А в январе случилось событие, которое вывело из себя Муминова, и вспоминая о нем сейчас, он думает, что зря отступил, надо было идти до конца, но он смалодушничал. Все-таки, решает он, не смалодушничал, а внял голосу райкома партии, удовлетворился его объяснениями, которые прозвучали из уст первого секретаря. Если бы он тогда был непоколебим, то теперь не мучился бы предчувствием неминуемого краха. Пусть он не был бы известным на всю страну председателем, зато остался бы честным человеком. Теперь, кажется, ни того и ни другого не будет. Только — позор!..

Вспомнилось то давнее, вспомнилось в деталях, словно бы произошло оно накануне. Колхоз снарядил большой санный обоз с сеном, чтобы доставить его к месту зимовки в урочище, затерявшееся в одной из долин Бабатага. Муминов получил известие, что обоз этот застрял на перевале и представил, что будет с отарами, если к утру не доставят корм. Выехал к перевалу сам. Еще когда пересекали долину, опустилась ночь, а ближе к перевалу дорога оказалась в плотном тумане. Машина замедлила ход, затем внезапно остановилась.

— Жди тут, — сказал Муминов шоферу и вылез из машины. За ним спрыгнул парторг Тешаев.

Оба они пошли вдоль обоза, растянувшегося на добрых сто метров. Моторы тягачей приглушены, фары выключены. Справа высится отвесная стена, а слева — в мраке ночи тает бездна пропасти. Муминов здесь бывал не раз и знает об этом. Далеко впереди раздаются голоса колхозников, изредка слышен простуженный голос главного зоотехника. Они приблизились к голове обоза, где собрались почти все люди, поздоровались с ними, и Муминов спросил:

— Что случилось-то?

— Вот этот растяпа! — ткнул пальцем в тракториста зоотехник. — Из-за него сидим уже полдня и ничего не можем сделать!

— Откуда я знал, что так получится, — стал оправдываться парень, — думал, возьму пошире, проскочу.

— Пошире-е, пошире, — передразнил его зоотехник. — Вот и взял!

— Я же предлагал выход, сами не согласились. Уже давно бы проехали этот чертов поворот, — сказал тракторист.

— Правильно, что не согласились. Ты напортачил, а другие отдуваться должны, да?! Сам бы и…

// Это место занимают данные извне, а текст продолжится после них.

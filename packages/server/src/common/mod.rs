// Common types and utilities shared across the application

pub mod entity_ids;
pub mod id;
pub mod utils;

pub use entity_ids::*;
pub use id::Id;
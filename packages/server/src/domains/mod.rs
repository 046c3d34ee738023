// Business domains
pub mod articles;
pub mod sources;
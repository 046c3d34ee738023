use chrono::{DateTime, Duration, Utc};
use serde::{Deserialize, Serialize};
use typed_builder::TypedBuilder;

use crate::common::{CategoryId, DataSourceId};

#[derive(Debug, Clone, Copy, PartialEq, Eq, Hash, Serialize, Deserialize, sqlx::Type)]
#[sqlx(type_name = "data_source_type", rename_all = "snake_case")]
#[serde(rename_all = "snake_case")]
pub enum DataSourceType {
    Rss,
    Api,
    Crawl,
}

/// A feed or crawl target that drives ingestion jobs
#[derive(Debug, Clone, Serialize, Deserialize, sqlx::FromRow, TypedBuilder)]
#[builder(field_defaults(setter(into)))]
pub struct DataSource {
    #[builder(default = DataSourceId::new())]
    pub id: DataSourceId,
    pub name: String,
    pub source_type: DataSourceType,
    pub url: String,
    #[builder(default = true)]
    pub enabled: bool,
    #[builder(default = 3600)]
    pub fetch_interval_secs: i64,
    #[builder(default, setter(strip_option))]
    pub last_fetched_at: Option<DateTime<Utc>>,
    #[builder(default, setter(strip_option))]
    pub last_error: Option<String>,
    #[builder(default, setter(strip_option))]
    pub category_id: Option<CategoryId>,
    #[builder(default = Utc::now())]
    pub created_at: DateTime<Utc>,
    #[builder(default = Utc::now())]
    pub updated_at: DateTime<Utc>,
}

impl DataSource {
    /// Enabled and either never fetched or its interval has elapsed. An
    /// interval too large to represent is never due.
    pub fn is_due(&self, now: DateTime<Utc>) -> bool {
        if !self.enabled {
            return false;
        }
        match self.last_fetched_at {
            None => true,
            Some(last) => Duration::try_seconds(self.fetch_interval_secs.max(0))
                .and_then(|interval| last.checked_add_signed(interval))
                .is_some_and(|due_at| now >= due_at),
        }
    }

    /// Compare feed URLs ignoring a trailing slash and scheme/host case.
    pub fn matches_url(&self, url: &str) -> bool {
        fn normalize(u: &str) -> String {
            let trimmed = u.trim().trim_end_matches('/');
            match trimmed.find("://") {
                Some(idx) => {
                    let (scheme, rest) = trimmed.split_at(idx + 3);
                    let (host, path) = rest.split_at(rest.find('/').unwrap_or(rest.len()));
                    format!("{}{}{}", scheme.to_lowercase(), host.to_lowercase(), path)
                }
                None => trimmed.to_string(),
            }
        }
        normalize(&self.url) == normalize(url)
    }
}
//! Articles domain - stored content, classification, embeddings and
//! similarity search

pub mod activities;
mod memory;
pub mod models;
mod postgres;
mod store;

pub use memory::MemoryArticleStore;
pub use models::{
    Article, ArticleStatus, ArticleUpdate, ArticleVersion, Category, NewArticle, SearchError,
    SimilarityQuery,
};
pub use postgres::PostgresArticleStore;
pub use store::ArticleStore;
use sha2::{Digest, Sha256};

/// Generate a content hash for duplicate detection
///
/// Normalizes case, punctuation and whitespace before hashing so that
/// re-fetching the same feed item with cosmetic changes yields the same key.
pub fn generate_content_hash(text: &str) -> String {
    let normalized = text
        .to_lowercase()
        .chars()
        .filter(|c| c.is_alphanumeric() || c.is_whitespace())
        .collect::<String>()
        .split_whitespace()
        .collect::<Vec<_>>()
        .join(" ");

    let mut hasher = Sha256::new();
    hasher.update(normalized.as_bytes());
    hex::encode(hasher.finalize())
}

/// Stable identity for content that has no URL of its own.
///
/// Used as the upsert key for feed items that carry neither a link nor a guid.
pub fn content_identity(title: &str, content: &str) -> String {
    format!(
        "urn:sha256:{}",
        generate_content_hash(&format!("{}\n{}", title, content))
    )
}

#[cfg(test)]
mod tests {
    use super::*;

    #[test]
    fn test_case_and_punctuation_insensitive() {
        let hash1 = generate_content_hash("Ethereum ships the Pectra upgrade!");
        let hash2 = generate_content_hash("ETHEREUM  ships the pectra upgrade");
        assert_eq!(hash1, hash2);
    }

    #[test]
    fn test_different_text_different_hash() {
        assert_ne!(
            generate_content_hash("Solana validators"),
            generate_content_hash("Cosmos validators")
        );
    }

    #[test]
    fn test_content_identity_is_urn() {
        let id = content_identity("Title", "Body");
        assert!(id.starts_with("urn:sha256:"));
        assert_eq!(id, content_identity("title", "body"));
    }
}
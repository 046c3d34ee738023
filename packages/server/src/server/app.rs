//! Application setup and server configuration.

use std::sync::Arc;
use std::time::Duration;

use axum::{
    http::{header::CONTENT_TYPE, Method, StatusCode},
    routing::{get, post},
    Router,
};
use tower_http::cors::CorsLayer;
use tower_http::timeout::TimeoutLayer;
use tower_http::trace::TraceLayer;

use crate::domains::articles::ArticleStore;
use crate::kernel::jobs::JobQueue;
use crate::server::routes::{
    cancel_task, enqueue_classify_task, enqueue_content_generate_task, enqueue_embedding_task,
    enqueue_rss_sync_task, enqueue_web_crawl_task, find_similar_articles, get_task,
    health_handler, related_articles, task_stats,
};

const REQUEST_TIMEOUT: Duration = Duration::from_secs(30);

/// Shared application state
#[derive(Clone)]
pub struct AppState {
    pub queue: Arc<dyn JobQueue>,
    pub articles: Arc<dyn ArticleStore>,
}

impl AppState {
    pub fn new(queue: Arc<dyn JobQueue>, articles: Arc<dyn ArticleStore>) -> Self {
        Self { queue, articles }
    }
}

/// Build the Axum application router
pub fn build_app(state: AppState) -> Router {
    // CORS configuration - allow any origin for development
    let cors = CorsLayer::new()
        .allow_origin(tower_http::cors::Any)
        .allow_methods([Method::GET, Method::POST])
        .allow_headers([CONTENT_TYPE]);

    Router::new()
        .route("/health", get(health_handler))
        // Task producers
        .route("/api/tasks/rss-sync", post(enqueue_rss_sync_task))
        .route("/api/tasks/web-crawl", post(enqueue_web_crawl_task))
        .route("/api/tasks/classify", post(enqueue_classify_task))
        .route("/api/tasks/embedding", post(enqueue_embedding_task))
        .route(
            "/api/tasks/content-generate",
            post(enqueue_content_generate_task),
        )
        // Task status
        .route("/api/tasks/stats", get(task_stats))
        .route("/api/tasks/:id", get(get_task))
        .route("/api/tasks/:id/cancel", post(cancel_task))
        // Similarity search
        .route("/api/articles/similar", post(find_similar_articles))
        .route("/api/articles/:id/related", get(related_articles))
        .layer(cors)
        .layer(TimeoutLayer::with_status_code(
            StatusCode::REQUEST_TIMEOUT,
            REQUEST_TIMEOUT,
        ))
        .layer(TraceLayer::new_for_http())
        .with_state(state)
}
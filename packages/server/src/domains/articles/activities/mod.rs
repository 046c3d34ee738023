//! Articles domain activities - job handlers that enrich stored articles
//!
//! Activities take the decoded payload plus the worker's dependencies,
//! handle id parsing, and return the follow-on jobs they want enqueued.

pub mod classify;
pub mod embed;
pub mod generate;

use crate::common::ArticleId;
use crate::kernel::jobs::JobError;

pub use classify::classify_article;
pub use embed::embed_article;
pub use generate::generate_content;

/// Parse an article id from a payload field.
pub(crate) fn parse_article_id(raw: &str) -> Result<ArticleId, JobError> {
    ArticleId::parse(raw.trim()).map_err(|e| JobError::InvalidId {
        id: raw.to_string(),
        reason: e.to_string(),
    })
}
//! Liveness probe backed by the job queue.

use std::time::Duration;

use axum::{extract::State, http::StatusCode, Json};
use serde::Serialize;

use crate::kernel::jobs::QueueStats;
use crate::server::app::AppState;

const QUEUE_PROBE_TIMEOUT: Duration = Duration::from_secs(5);

#[derive(Debug, Serialize)]
#[serde(rename_all = "snake_case")]
pub enum Health {
    Healthy,
    Unhealthy,
}

#[derive(Debug, Serialize)]
pub struct HealthResponse {
    pub status: Health,
    pub queue: QueueProbe,
}

/// Outcome of asking the queue for its counts.
#[derive(Debug, Serialize)]
#[serde(tag = "status", rename_all = "snake_case")]
pub enum QueueProbe {
    Ok { jobs: QueueStats },
    Error { error: String },
}

/// 200 when the queue answers within the probe timeout, 503 otherwise.
pub async fn health_handler(State(state): State<AppState>) -> (StatusCode, Json<HealthResponse>) {
    let probe = match tokio::time::timeout(QUEUE_PROBE_TIMEOUT, state.queue.counts_by_status()).await
    {
        Ok(Ok(jobs)) => QueueProbe::Ok { jobs },
        Ok(Err(e)) => QueueProbe::Error {
            error: e.to_string(),
        },
        Err(_) => QueueProbe::Error {
            error: format!("no answer within {}s", QUEUE_PROBE_TIMEOUT.as_secs()),
        },
    };

    let (code, status) = match probe {
        QueueProbe::Ok { .. } => (StatusCode::OK, Health::Healthy),
        QueueProbe::Error { .. } => (StatusCode::SERVICE_UNAVAILABLE, Health::Unhealthy),
    };

    (code, Json(HealthResponse { status, queue: probe }))
}
//! Entity-tagged UUIDs.
//!
//! An `Id<T>` is a v7 `Uuid` plus a zero-sized marker for the entity it
//! names. Articles, categories, data sources and queued jobs each get their
//! own alias in [`super::entity_ids`], so mixing them up fails to compile.

use serde::{Deserialize, Deserializer, Serialize, Serializer};
use sqlx::encode::IsNull;
use sqlx::error::BoxDynError;
use sqlx::postgres::{PgArgumentBuffer, PgTypeInfo, PgValueRef, Postgres};
use std::fmt;
use std::hash::{Hash, Hasher};
use std::marker::PhantomData;
use std::str::FromStr;
use uuid::Uuid;

#[repr(transparent)]
pub struct Id<T>(Uuid, PhantomData<fn() -> T>);

impl<T> Id<T> {
    /// Fresh time-ordered id.
    pub fn new() -> Self {
        Uuid::now_v7().into()
    }

    /// Parse the hyphenated form used in URLs, payloads and CLI arguments.
    pub fn parse(raw: &str) -> Result<Self, uuid::Error> {
        Uuid::parse_str(raw).map(Self::from)
    }
}

impl<T> Default for Id<T> {
    fn default() -> Self {
        Self::new()
    }
}

impl<T> From<Uuid> for Id<T> {
    fn from(uuid: Uuid) -> Self {
        Self(uuid, PhantomData)
    }
}

impl<T> FromStr for Id<T> {
    type Err = uuid::Error;

    fn from_str(s: &str) -> Result<Self, Self::Err> {
        Self::parse(s)
    }
}

impl<T> Clone for Id<T> {
    fn clone(&self) -> Self {
        *self
    }
}

impl<T> Copy for Id<T> {}

impl<T> PartialEq for Id<T> {
    fn eq(&self, other: &Self) -> bool {
        self.0 == other.0
    }
}

impl<T> Eq for Id<T> {}

impl<T> Hash for Id<T> {
    fn hash<H: Hasher>(&self, state: &mut H) {
        self.0.hash(state)
    }
}

impl<T> fmt::Display for Id<T> {
    fn fmt(&self, f: &mut fmt::Formatter<'_>) -> fmt::Result {
        self.0.fmt(f)
    }
}

impl<T> fmt::Debug for Id<T> {
    fn fmt(&self, f: &mut fmt::Formatter<'_>) -> fmt::Result {
        let entity = std::any::type_name::<T>().rsplit("::").next().unwrap_or("?");
        write!(f, "{}({})", entity, self.0)
    }
}

impl<T> Serialize for Id<T> {
    fn serialize<S: Serializer>(&self, serializer: S) -> Result<S::Ok, S::Error> {
        self.0.serialize(serializer)
    }
}

impl<'de, T> Deserialize<'de> for Id<T> {
    fn deserialize<D: Deserializer<'de>>(deserializer: D) -> Result<Self, D::Error> {
        Uuid::deserialize(deserializer).map(Self::from)
    }
}

// Stored as a plain `UUID` column.

impl<T> sqlx::Type<Postgres> for Id<T> {
    fn type_info() -> PgTypeInfo {
        <Uuid as sqlx::Type<Postgres>>::type_info()
    }

    fn compatible(ty: &PgTypeInfo) -> bool {
        <Uuid as sqlx::Type<Postgres>>::compatible(ty)
    }
}

impl<T> sqlx::Encode<'_, Postgres> for Id<T> {
    fn encode_by_ref(&self, buf: &mut PgArgumentBuffer) -> Result<IsNull, BoxDynError> {
        <Uuid as sqlx::Encode<Postgres>>::encode_by_ref(&self.0, buf)
    }
}

impl<T> sqlx::Decode<'_, Postgres> for Id<T> {
    fn decode(value: PgValueRef<'_>) -> Result<Self, BoxDynError> {
        <Uuid as sqlx::Decode<Postgres>>::decode(value).map(Self::from)
    }
}
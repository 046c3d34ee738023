//! Kernel module - job infrastructure and worker dependencies.

pub mod ai;
pub mod deps;
pub mod feed_fetcher;
pub mod jobs;
pub mod scheduled_tasks;
pub mod simple_scraper;
pub mod test_dependencies;
pub mod traits;

pub use ai::{LlmClassifier, LlmContentGenerator, OpenAiChat};
pub use deps::WorkerDeps;
pub use feed_fetcher::RssFeedFetcher;
pub use scheduled_tasks::{default_schedule, PeriodicScheduler, ScheduleEntry, ScheduleError};
pub use simple_scraper::SimpleScraper;
pub use test_dependencies::TestDependencies;
pub use traits::*;
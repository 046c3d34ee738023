//! RSS feed fetching over HTTP.

use std::time::Duration;

use anyhow::{Context, Result};
use async_trait::async_trait;
use chrono::{DateTime, Utc};
use tracing::debug;

use super::{BaseFeedFetcher, FeedItem};

pub struct RssFeedFetcher {
    client: reqwest::Client,
}

impl RssFeedFetcher {
    pub fn new(timeout: Duration) -> Result<Self> {
        let client = reqwest::Client::builder()
            .timeout(timeout)
            .build()
            .context("Failed to create HTTP client")?;
        Ok(Self { client })
    }

    pub fn parse(bytes: &[u8]) -> Result<Vec<FeedItem>> {
        let channel = rss::Channel::read_from(bytes).context("Invalid RSS document")?;
        Ok(channel.items().iter().map(Self::to_feed_item).collect())
    }

    fn to_feed_item(item: &rss::Item) -> FeedItem {
        let published_at = item
            .pub_date()
            .and_then(|value| DateTime::parse_from_rfc2822(value).ok())
            .map(|dt| dt.with_timezone(&Utc));

        FeedItem {
            title: item.title().unwrap_or_default().trim().to_string(),
            link: item
                .link()
                .map(str::trim)
                .filter(|l| !l.is_empty())
                .map(ToOwned::to_owned),
            guid: item.guid().map(|guid| guid.value().to_owned()),
            content: item.content().map(ToOwned::to_owned),
            summary: item.description().map(ToOwned::to_owned),
            categories: item
                .categories()
                .iter()
                .map(|c| c.name().to_string())
                .collect(),
            published_at,
        }
    }
}

#[async_trait]
impl BaseFeedFetcher for RssFeedFetcher {
    async fn fetch(&self, url: &str) -> Result<Vec<FeedItem>> {
        let response = self
            .client
            .get(url)
            .send()
            .await
            .context("HTTP request failed")?;

        let status = response.status();
        if !status.is_success() {
            anyhow::bail!("HTTP {} for {}", status, url);
        }

        let bytes = response.bytes().await?;
        let items = Self::parse(&bytes)?;
        debug!(url = %url, items = items.len(), "fetched feed");
        Ok(items)
    }
}

#[cfg(test)]
mod tests {
    use super::*;
    use wiremock::matchers::{method, path};
    use wiremock::{Mock, MockServer, ResponseTemplate};

    const FEED: &str = r#"<?xml version="1.0" encoding="UTF-8"?>
<rss version="2.0" xmlns:content="http://purl.org/rss/1.0/modules/content/">
  <channel>
    <title>Protocol Blog</title>
    <link>https://blog.example.org</link>
    <description>Updates</description>
    <item>
      <title>Dencun is live</title>
      <link>https://blog.example.org/dencun</link>
      <guid>dencun-2024</guid>
      <description>Blobs arrive on mainnet.</description>
      <content:encoded><![CDATA[<p>Proto-danksharding ships.</p>]]></content:encoded>
      <category>upgrades</category>
      <pubDate>Wed, 13 Mar 2024 13:55:35 GMT</pubDate>
    </item>
    <item>
      <title>No link here</title>
      <guid>orphan-1</guid>
    </item>
  </channel>
</rss>"#;

    #[test]
    fn test_parse_maps_items() {
        let items = RssFeedFetcher::parse(FEED.as_bytes()).unwrap();
        assert_eq!(items.len(), 2);

        let first = &items[0];
        assert_eq!(first.title, "Dencun is live");
        assert_eq!(first.link.as_deref(), Some("https://blog.example.org/dencun"));
        assert_eq!(first.categories, vec!["upgrades".to_string()]);
        assert!(first.content.as_deref().unwrap().contains("Proto-danksharding"));
        assert!(first.published_at.is_some());

        assert_eq!(items[1].link, None);
        assert_eq!(items[1].guid.as_deref(), Some("orphan-1"));
    }

    #[test]
    fn test_parse_rejects_non_rss() {
        assert!(RssFeedFetcher::parse(b"<html>nope</html>").is_err());
    }

    #[tokio::test]
    async fn test_fetch_over_http() {
        let server = MockServer::start().await;
        Mock::given(method("GET"))
            .and(path("/feed.xml"))
            .respond_with(ResponseTemplate::new(200).set_body_string(FEED))
            .mount(&server)
            .await;

        let fetcher = RssFeedFetcher::new(Duration::from_secs(5)).unwrap();
        let items = fetcher
            .fetch(&format!("{}/feed.xml", server.uri()))
            .await
            .unwrap();
        assert_eq!(items.len(), 2);
    }

    #[tokio::test]
    async fn test_fetch_surfaces_http_errors() {
        let server = MockServer::start().await;
        Mock::given(method("GET"))
            .respond_with(ResponseTemplate::new(404))
            .mount(&server)
            .await;

        let fetcher = RssFeedFetcher::new(Duration::from_secs(5)).unwrap();
        let err = fetcher.fetch(&server.uri()).await.unwrap_err();
        assert!(err.to_string().contains("404"));
    }
}
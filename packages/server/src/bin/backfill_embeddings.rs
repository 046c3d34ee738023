//! Queue embedding jobs for every article that has no embedding yet.

use anyhow::{Context, Result};
use clap::Parser;
use insight_core::domains::articles::{ArticleStore, PostgresArticleStore};
use insight_core::kernel::jobs::{
    enqueue_payload, EmbeddingPayload, JobPayload, PostgresJobQueue, QueueLane,
};
use insight_core::Config;
use sqlx::PgPool;
use std::collections::HashSet;

#[derive(Parser)]
#[command(name = "backfill_embeddings")]
#[command(about = "Enqueue embedding jobs for articles missing embeddings")]
struct Cli {
    /// Articles fetched per batch
    #[arg(long, default_value_t = 100)]
    batch_size: i64,

    /// Stop after this many articles
    #[arg(long)]
    limit: Option<usize>,

    /// Only print what would be queued
    #[arg(long)]
    dry_run: bool,
}

#[tokio::main]
async fn main() -> Result<()> {
    let cli = Cli::parse();
    let config = Config::from_env()?;

    let pool = PgPool::connect(&config.database_url)
        .await
        .context("Failed to connect to database")?;

    println!("Connected to database");

    let articles = PostgresArticleStore::new(pool.clone(), config.embedding_dimensions);
    let queue = PostgresJobQueue::new(pool);

    // Jobs run later, so the same articles stay unembedded while we page.
    // Widen the window each round and skip ids already queued.
    let mut seen = HashSet::new();
    let mut window = cli.batch_size.max(1);
    let mut queued = 0usize;

    loop {
        let batch = articles
            .find_without_embedding(window)
            .await
            .context("Failed to find articles without embeddings")?;
        let fetched = batch.len();

        let fresh: Vec<_> = batch
            .into_iter()
            .filter(|a| seen.insert(a.id))
            .collect();
        if fresh.is_empty() {
            break;
        }

        for article in fresh {
            if cli.limit.is_some_and(|limit| queued >= limit) {
                break;
            }
            if cli.dry_run {
                println!("  would queue {} ({})", article.id, article.title);
            } else {
                let payload: JobPayload = EmbeddingPayload {
                    article_id: article.id.to_string(),
                }
                .into();
                let handle = enqueue_payload(&queue, &payload, QueueLane::Low)
                    .await
                    .with_context(|| format!("Failed to enqueue embedding for {}", article.id))?;
                println!("  queued {} for article {}", handle.id, article.id);
            }
            queued += 1;
        }

        if cli.limit.is_some_and(|limit| queued >= limit) || (fetched as i64) < window {
            break;
        }
        window += cli.batch_size.max(1);
    }

    println!("\nQueued {} embedding jobs", queued);
    Ok(())
}
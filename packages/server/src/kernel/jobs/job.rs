//! Job model for background execution.

use std::fmt;
use std::str::FromStr;

use chrono::{DateTime, Duration, Utc};
use serde::{Deserialize, Serialize};
use sqlx::FromRow;

use super::error::JobError;
use super::payload::{JobKind, JobPayload};
use crate::common::JobId;

/// Upper bound on retry backoff.
pub const MAX_BACKOFF_SECS: i64 = 3600;

pub const DEFAULT_MAX_RETRIES: i32 = 3;

// ============================================================================
// Enums
// ============================================================================

/// Priority lane a job is delivered on.
#[derive(
    Debug, Clone, Copy, PartialEq, Eq, Hash, Serialize, Deserialize, sqlx::Type, Default,
)]
#[sqlx(type_name = "queue_lane", rename_all = "snake_case")]
#[serde(rename_all = "snake_case")]
pub enum QueueLane {
    /// Manual single-item operations.
    Critical,
    /// Routine ingestion.
    #[default]
    Default,
    /// Bulk background generation.
    Low,
}

impl QueueLane {
    pub const ALL: [QueueLane; 3] = [QueueLane::Critical, QueueLane::Default, QueueLane::Low];

    /// Relative share of worker attention under contention.
    pub fn weight(&self) -> u32 {
        match self {
            QueueLane::Critical => 6,
            QueueLane::Default => 3,
            QueueLane::Low => 1,
        }
    }

    pub fn as_str(&self) -> &'static str {
        match self {
            QueueLane::Critical => "critical",
            QueueLane::Default => "default",
            QueueLane::Low => "low",
        }
    }
}

impl fmt::Display for QueueLane {
    fn fmt(&self, f: &mut fmt::Formatter<'_>) -> fmt::Result {
        f.write_str(self.as_str())
    }
}

impl FromStr for QueueLane {
    type Err = String;

    fn from_str(s: &str) -> Result<Self, Self::Err> {
        QueueLane::ALL
            .into_iter()
            .find(|lane| lane.as_str() == s)
            .ok_or_else(|| format!("unknown queue lane: {}", s))
    }
}

#[derive(
    Debug, Clone, Copy, PartialEq, Eq, Hash, Serialize, Deserialize, sqlx::Type, Default,
)]
#[sqlx(type_name = "job_status", rename_all = "snake_case")]
#[serde(rename_all = "snake_case")]
pub enum JobStatus {
    #[default]
    Pending,
    Running,
    Succeeded,
    /// Failed with an error that will not succeed on retry.
    Failed,
    /// Retries exhausted.
    Dead,
    Cancelled,
}

impl JobStatus {
    pub fn is_terminal(&self) -> bool {
        matches!(
            self,
            JobStatus::Succeeded | JobStatus::Failed | JobStatus::Dead | JobStatus::Cancelled
        )
    }
}

// ============================================================================
// Job Model
// ============================================================================

#[derive(FromRow, Debug, Clone, Serialize, Deserialize)]
pub struct Job {
    pub id: JobId,
    pub kind: String,
    #[serde(skip)]
    pub payload: Vec<u8>,
    pub lane: QueueLane,
    pub status: JobStatus,

    // Retry
    pub attempts: i32,
    pub max_retries: i32,
    pub run_at: DateTime<Utc>,

    // Lease
    pub worker_id: Option<String>,
    pub lease_expires_at: Option<DateTime<Utc>>,

    pub error_message: Option<String>,
    pub created_at: DateTime<Utc>,
    pub updated_at: DateTime<Utc>,
}

impl Job {
    /// A fresh pending job, as stored by `enqueue`/`schedule`.
    pub fn pending(kind: JobKind, payload: Vec<u8>, lane: QueueLane, run_at: DateTime<Utc>) -> Self {
        let now = Utc::now();
        Self {
            id: JobId::new(),
            kind: kind.as_str().to_string(),
            payload,
            lane,
            status: JobStatus::Pending,
            attempts: 0,
            max_retries: DEFAULT_MAX_RETRIES,
            run_at,
            worker_id: None,
            lease_expires_at: None,
            error_message: None,
            created_at: now,
            updated_at: now,
        }
    }

    /// Resolve the stored kind name and decode the payload.
    pub fn decode(&self) -> Result<JobPayload, JobError> {
        let kind: JobKind = self.kind.parse()?;
        Ok(JobPayload::decode(kind, &self.payload)?)
    }

    pub fn handle(&self) -> JobHandle {
        JobHandle {
            id: self.id,
            kind: self.kind.clone(),
            lane: self.lane,
        }
    }

    /// Whether a worker may claim this job at `now`.
    pub fn is_claimable(&self, now: DateTime<Utc>) -> bool {
        match self.status {
            JobStatus::Pending => self.run_at <= now,
            JobStatus::Running => self.lease_expired(now) && self.attempts <= self.max_retries,
            _ => false,
        }
    }

    /// A running job whose lease lapsed after its last allowed attempt.
    /// Reclaiming it would exceed `max_retries`, so it goes to `dead`.
    pub fn is_abandoned(&self, now: DateTime<Utc>) -> bool {
        self.status == JobStatus::Running
            && self.lease_expired(now)
            && self.attempts > self.max_retries
    }

    fn lease_expired(&self, now: DateTime<Utc>) -> bool {
        self.lease_expires_at.is_some_and(|at| at < now)
    }
}

/// Recorded on jobs that went dead because their lease ran out.
pub fn lease_expired_message(attempts: i32) -> String {
    format!("lease expired after {} attempts", attempts)
}

/// Returned to producers so they can poll status later.
#[derive(Debug, Clone, PartialEq, Eq, Serialize, Deserialize)]
pub struct JobHandle {
    pub id: JobId,
    pub kind: String,
    pub lane: QueueLane,
}

// ============================================================================
// Retry policy
// ============================================================================

/// What a failed attempt turns into.
#[derive(Debug, Clone, Copy, PartialEq, Eq)]
pub enum FailureTransition {
    Retry { run_at: DateTime<Utc> },
    Failed,
    Dead,
}

impl FailureTransition {
    pub fn status(&self) -> JobStatus {
        match self {
            FailureTransition::Retry { .. } => JobStatus::Pending,
            FailureTransition::Failed => JobStatus::Failed,
            FailureTransition::Dead => JobStatus::Dead,
        }
    }
}

/// Exponential backoff after the given attempt number, capped at one hour.
pub fn backoff_secs(attempts: i32) -> i64 {
    let exp = attempts.clamp(0, 62) as u32;
    2i64.checked_pow(exp)
        .unwrap_or(MAX_BACKOFF_SECS)
        .min(MAX_BACKOFF_SECS)
}

/// `attempts` counts claims, so a job runs at most `max_retries + 1` times.
pub fn failure_transition(
    attempts: i32,
    max_retries: i32,
    retryable: bool,
    now: DateTime<Utc>,
) -> FailureTransition {
    if !retryable {
        return FailureTransition::Failed;
    }
    if attempts <= max_retries {
        FailureTransition::Retry {
            run_at: now + Duration::seconds(backoff_secs(attempts)),
        }
    } else {
        FailureTransition::Dead
    }
}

— Разгрузить десять тонн?! Потом снова — на сани?! Да я что, подкидыш у матери или осел какой?! — огрызнулся тракторист.

— Самый настоящий, раз мозги не соображают, — отрезал зоотехник.

Включив фонарик, Муминов стал осматривать сани. Перелез через трос, которым они прикреплены к тягачу, и заглянул в ту сторону, где застрял левый полоз. Он упирался в громадный камень, торчащий у края пропасти.

— Разложите-ка пока костер, а я подумаю, как быть.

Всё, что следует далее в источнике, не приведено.